À la campagne, on trouve souvent un jars dans les cours de fermes. Il est, il faut bien le dire, le meilleur des chiens de garde. Il faut voir le boucan lorsque je mets un orteil dans sa propriété (je ne tenterai pas une imitation du cri du jars en mode "garde rapprochée").

Le bouc, bon chien de garde aussi mais nettement moins sympathique. Attention, je rentre en faisant barrage avec ma valise, ouf c'est bon, il me laisse passer mais bonjour l'odeur. Ma mallette sent le bouc tout le reste de la tournée (et, comme dit l'expression "ça sent le bouc" ne veut pas dire sentir la rose !).
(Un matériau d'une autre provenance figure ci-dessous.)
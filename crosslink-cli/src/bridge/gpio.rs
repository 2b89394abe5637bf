//! A GP pin driven as the CrossLink's `CRESET_B` line.
use embedded_hal::digital::{self, OutputPin};

use super::commands::{McpCommand, UsbReport};
use super::{BridgeError, Mcp2221};

/// One of the MCP2221's four GP pins.
#[derive(Debug, Clone, Copy, PartialEq, Eq, clap::ValueEnum)]
pub(crate) enum GpPin {
    Gp0,
    Gp1,
    Gp2,
    Gp3,
}

impl GpPin {
    fn index(&self) -> usize {
        match self {
            GpPin::Gp0 => 0,
            GpPin::Gp1 => 1,
            GpPin::Gp2 => 2,
            GpPin::Gp3 => 3,
        }
    }
}

impl std::fmt::Display for GpPin {
    fn fmt(&self, f: &mut std::fmt::Formatter<'_>) -> std::fmt::Result {
        write!(f, "GP{}", self.index())
    }
}

/// A GP pin in GPIO output mode.
pub(crate) struct ResetPin<'a> {
    bridge: &'a Mcp2221,
    pin: GpPin,
}

impl<'a> ResetPin<'a> {
    /// Check the pin is in GPIO mode, then make it an output at its idle level.
    ///
    /// # Datasheet
    ///
    /// See table 3-35 for the Get GPIO Values response layout. A pin that is not
    /// set for GPIO operation reads back `0xEE` for its level.
    pub(super) fn new(
        bridge: &'a Mcp2221,
        pin: GpPin,
        idle_high: bool,
    ) -> Result<Self, BridgeError> {
        const NOT_GPIO: u8 = 0xEE;

        let values = bridge.transfer(&UsbReport::new(McpCommand::GetGpioValues))?;
        if values[2 + 2 * pin.index()] == NOT_GPIO {
            return Err(BridgeError::PinNotGpio(pin));
        }
        let mut reset_pin = Self { bridge, pin };
        reset_pin.drive(idle_high)?;
        Ok(reset_pin)
    }

    /// Set the pin as an output at the given level.
    ///
    /// # Datasheet
    ///
    /// See table 3-32 for the Set GPIO Output Values command layout. Each pin
    /// has four bytes: alter-level flag, level, alter-direction flag, direction.
    fn drive(&mut self, high: bool) -> Result<(), BridgeError> {
        const ENABLE_SETTING: u8 = 0x01;
        const DIRECTION_OUTPUT: u8 = 0x00;

        let base = 2 + 4 * self.pin.index();
        let mut command = UsbReport::new(McpCommand::SetGpioOutputValues);
        command.set_data_byte(base, ENABLE_SETTING);
        command.set_data_byte(base + 1, u8::from(high));
        command.set_data_byte(base + 2, ENABLE_SETTING);
        command.set_data_byte(base + 3, DIRECTION_OUTPUT);
        self.bridge.transfer(&command)?;
        Ok(())
    }
}

impl digital::Error for BridgeError {
    fn kind(&self) -> digital::ErrorKind {
        digital::ErrorKind::Other
    }
}

impl digital::ErrorType for ResetPin<'_> {
    type Error = BridgeError;
}

impl OutputPin for ResetPin<'_> {
    fn set_low(&mut self) -> Result<(), Self::Error> {
        self.drive(false)
    }

    fn set_high(&mut self) -> Result<(), Self::Error> {
        self.drive(true)
    }
}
Les oiseaux et les poissons : très jolis à regarder mais parfois bruyants (enfin surtout les oiseaux !). Les poissons, les pauvres nagent parfois dans une eau digne du Gange après la saison des pluies. -"eh les gars, on ne voit rien, vous pensez qu'ils vont un jour nous changer l'eau ?"

Et puis, il y a les vaches et moutons que je retrouve régulièrement évadés au milieu de la route ("viens ma grande, tu as perdu tes amies", j'essaie d'attirer la vache égarée et la ramener vers son troupeau en la suivant au pas avec ma voiture mais pas facile. C'est un métier !)

Tous ces bestiaux grands ou petits ont une place à part dans la vie de leurs maîtres. Couchés dans leur panier, endormis dans leur niche, installés dans l'étable, attachés à une corde, ils sont le reflet, bon ou mauvais de leur propriétaire. On les croise tous les jours, pendant parfois de longues années. On les salue de loin, on les caresse, on connaît leur nom. Certains sont attachants, d'autres moins mais ils ont chacun leur rôle dans la maison, que ce soit pour le travail, pour garder, pour tenir compagnie et éviter la solitude. Nous avons notre rôle, nous aussi, celui de soigner leurs maîtres. Et cela se fera toujours dans de meilleures conditions si nous entretenons de bons rapports avec ces trente millions d'amis.